Ethiopia already holds a growing base of entrepreneurship data – from the Entrepreneurship Development Institute’s (EDI) databases and the Dealroom-powered Startup Ecosystem Platform to multiple donor monitoring systems – all of which could complement the Ministry of Innovation and Technology’s (MInT) forthcoming Startup Portal. Yet these sources still operate largely in isolation. Some information exists, but it does not circulate, connect, or accumulate to support coordinated decision-making or shared learning.
The priority is therefore systems integration, not just infrastructure expansion. Ethiopian Data Foundations provides a shared evidence layer linking firm dynamics to institutional action by:
- Connecting firm-level and administrative data to measure policy impact within existing systems.
- Embedding the four systemic growth metrics as common reference points.
- Tracking institutional velocity – the speed at which reforms translate into firm outcomes.
- Improving interoperability and comparability across programmes.
Embedded within the Startup Proclamation’s governance structure, this model could turn disparate data into a coherent learning system-linking evidence generation to decision-making in real time.
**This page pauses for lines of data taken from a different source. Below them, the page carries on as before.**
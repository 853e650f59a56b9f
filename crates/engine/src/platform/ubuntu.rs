// SPDX-License-Identifier: BUSL-1.1
// Copyright (c) 2026 Alfred Jean LLC

//! Ubuntu backend: runs `debuild` and packs the resulting `.deb`. Ubuntu
//! jobs have no signing variant.

use std::path::PathBuf;

use async_trait::async_trait;
use farm_adapters::subprocess::NATIVE_TOOL_TIMEOUT;
use regex::Regex;

use super::shared::{find_artifacts, pack_artifacts};
use super::{BuildDescriptor, PlatformBackend};
use crate::error::BuildError;
use crate::logging::run_logged;
use crate::pipeline::PipelineContext;

pub struct UbuntuBackend;

#[async_trait]
impl PlatformBackend for UbuntuBackend {
    async fn build_json(&self, ctx: &PipelineContext<'_>) -> Result<BuildDescriptor, BuildError> {
        // Ubuntu has no signing descriptor; write an empty marker so
        // `build()` still has a uniform path to report back.
        let path = ctx.workspace.workspace_dir().join("build.json");
        std::fs::write(&path, "{}").map_err(|e| BuildError::from_stage("build", e))?;
        Ok(BuildDescriptor { path })
    }

    async fn build(
        &self,
        ctx: &PipelineContext<'_>,
        _descriptor: &BuildDescriptor,
    ) -> Result<(), BuildError> {
        let workspace_dir = ctx.workspace.workspace_dir().join("platforms/ubuntu");
        let log_path = ctx.workspace.cordova_log();
        run_logged(
            std::path::Path::new("debuild"),
            &["-i", "-us", "-uc", "-b"],
            &workspace_dir,
            &log_path,
            NATIVE_TOOL_TIMEOUT,
            "running debuild",
        )
        .await
    }

    async fn pack(&self, ctx: &PipelineContext<'_>) -> Result<PathBuf, BuildError> {
        let pattern = Regex::new(r"\.deb$")
            .map_err(|e| BuildError::uniform(format!("invalid artifact regex: {e}")))?;
        let artifacts = find_artifacts(&ctx.workspace.workspace_dir().join("platforms/ubuntu"), &pattern);
        let epoch_millis = std::time::SystemTime::now()
            .duration_since(std::time::UNIX_EPOCH)
            .unwrap_or_default()
            .as_millis() as u64;
        pack_artifacts(ctx, &artifacts, epoch_millis)
    }
}

#[cfg(test)]
#[path = "ubuntu_tests.rs"]
mod tests;
// SPDX-License-Identifier: BUSL-1.1
// Copyright (c) 2026 Alfred Jean LLC

use super::*;
use farm_core::{Job, JobId, WorkspaceId, WorkspaceLayout};
use tempfile::tempdir;

fn job_with_code(code: &str) -> Job {
    Job {
        code: JobId::new(code),
        starttime: 0,
        platform: farm_core::PlatformKind::Windows,
        key: None,
        icon_url: None,
        splash_url: None,
        config: "config.xml".into(),
        source: "src.zip".into(),
        lib_version: "8.0.0".into(),
    }
}

#[tokio::test]
async fn build_json_rejects_overlong_project_name() {
    let projects_root = tempdir().unwrap();
    let job = job_with_code(&"a".repeat(41));
    let id = WorkspaceId::for_job(&job.code, job.starttime);
    let workspace = WorkspaceLayout::new(projects_root.path(), &id);
    workspace.ensure_dirs().unwrap();
    let data_root = tempdir().unwrap();
    let ctx = PipelineContext {
        job: &job,
        workspace: &workspace,
        config_root: None,
        data_root: data_root.path(),
    };

    let backend = WindowsBackend;
    let err = backend.build_json(&ctx).await.unwrap_err();
    assert!(err.msg_public.contains("40 characters"));
}

#[tokio::test]
async fn build_json_accepts_forty_character_name() {
    let projects_root = tempdir().unwrap();
    let job = job_with_code(&"a".repeat(40));
    let id = WorkspaceId::for_job(&job.code, job.starttime);
    let workspace = WorkspaceLayout::new(projects_root.path(), &id);
    workspace.ensure_dirs().unwrap();
    let data_root = tempdir().unwrap();
    let ctx = PipelineContext {
        job: &job,
        workspace: &workspace,
        config_root: None,
        data_root: data_root.path(),
    };

    let backend = WindowsBackend;
    assert!(backend.build_json(&ctx).await.is_ok());
}

#[test]
fn artifact_regex_matches_appx_variants() {
    let pattern = Regex::new(r"\.(appx|msix|appxbundle)$").unwrap();
    assert!(pattern.is_match("CordovaApp_1.0.0.0_x64.appx"));
    assert!(pattern.is_match("CordovaApp_1.0.0.0_x86.appxbundle"));
    assert!(!pattern.is_match("CordovaApp_1.0.0.0_x64.appx.map"));
}
// SPDX-License-Identifier: BUSL-1.1
// Copyright (c) 2026 Alfred Jean LLC

use super::*;
use std::path::Path;

#[test]
fn workspace_id_combines_code_and_starttime() {
    let id = WorkspaceId::for_job(&JobId::new("A1"), 1_690_000_000_000);
    assert_eq!(id.as_str(), "A1_1690000000000");
}

#[test]
fn layout_derives_fixed_subpaths() {
    let root = Path::new("/var/lib/farm/projects");
    let id = WorkspaceId::for_job(&JobId::new("A1"), 1);
    let layout = WorkspaceLayout::new(root, &id);

    assert_eq!(layout.root(), Path::new("/var/lib/farm/projects/A1_1"));
    assert_eq!(
        layout.workspace_dir(),
        Path::new("/var/lib/farm/projects/A1_1/workspace")
    );
    assert_eq!(
        layout.out_dir(),
        Path::new("/var/lib/farm/projects/A1_1/out")
    );
    assert_eq!(
        layout.config_json(),
        Path::new("/var/lib/farm/projects/A1_1/config.json")
    );
}

#[test]
fn ensure_dirs_creates_fixed_subtree() {
    let tmp = tempfile::tempdir().unwrap();
    let id = WorkspaceId::for_job(&JobId::new("A1"), 1);
    let layout = WorkspaceLayout::new(tmp.path(), &id);

    layout.ensure_dirs().unwrap();

    assert!(layout.workspace_dir().is_dir());
    assert!(layout.tmp_dir().is_dir());
    assert!(layout.certs_dir().is_dir());
    assert!(layout.icons_dir().is_dir());
    assert!(layout.splashes_dir().is_dir());
    assert!(layout.out_dir().is_dir());
}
7. A New Role for Monitoring and Evaluation
The Ethiopian Data Foundations framework feeds directly into Ethiopia’s live policy window – showing how Monitoring and Evaluation can shift from oversight to learning. Traditional M&E tracks activities and spending; it explains what was done but rarely what changed. The new approach uses the four systemic growth metrics to show how reforms influence firm behaviour and ecosystem capability. Applied across ministries and programmes, these indicators could turn monitoring into a shared feedback system. This would allow policymakers to see whether new policies are taking effect, where progress stalls, and how institutional coordination can improve.
In short, M&E becomes forward-looking: less about compliance, more about adaptation. It measures the performance of the system itself, not just the delivery of its parts-helping Ethiopia govern its startup reforms through continuous evidence and learning.
8. Conclusion
Ethiopia’s startup ecosystem stands at an inflection point. Its growth story is not yet one of scale, but of emergence – of early institutions, first reforms, and new coordination mechanisms taking root. The country’s challenge is not lack of entrepreneurship, but weak connectivity between the ingredients of scale.
The Ethiopian Data Foundations approach provides a framework for connecting those dots. By linking firm dynamics to ecosystem conditions, it enables policymakers to understand not only how firms perform, but how systems learn.
If developed and maintained as a living data system under the Startup Proclamation, this framework could help Ethiopia – and other African economies – shift from counting startups to cultivating scale-ups, embedding learning at the heart of reform.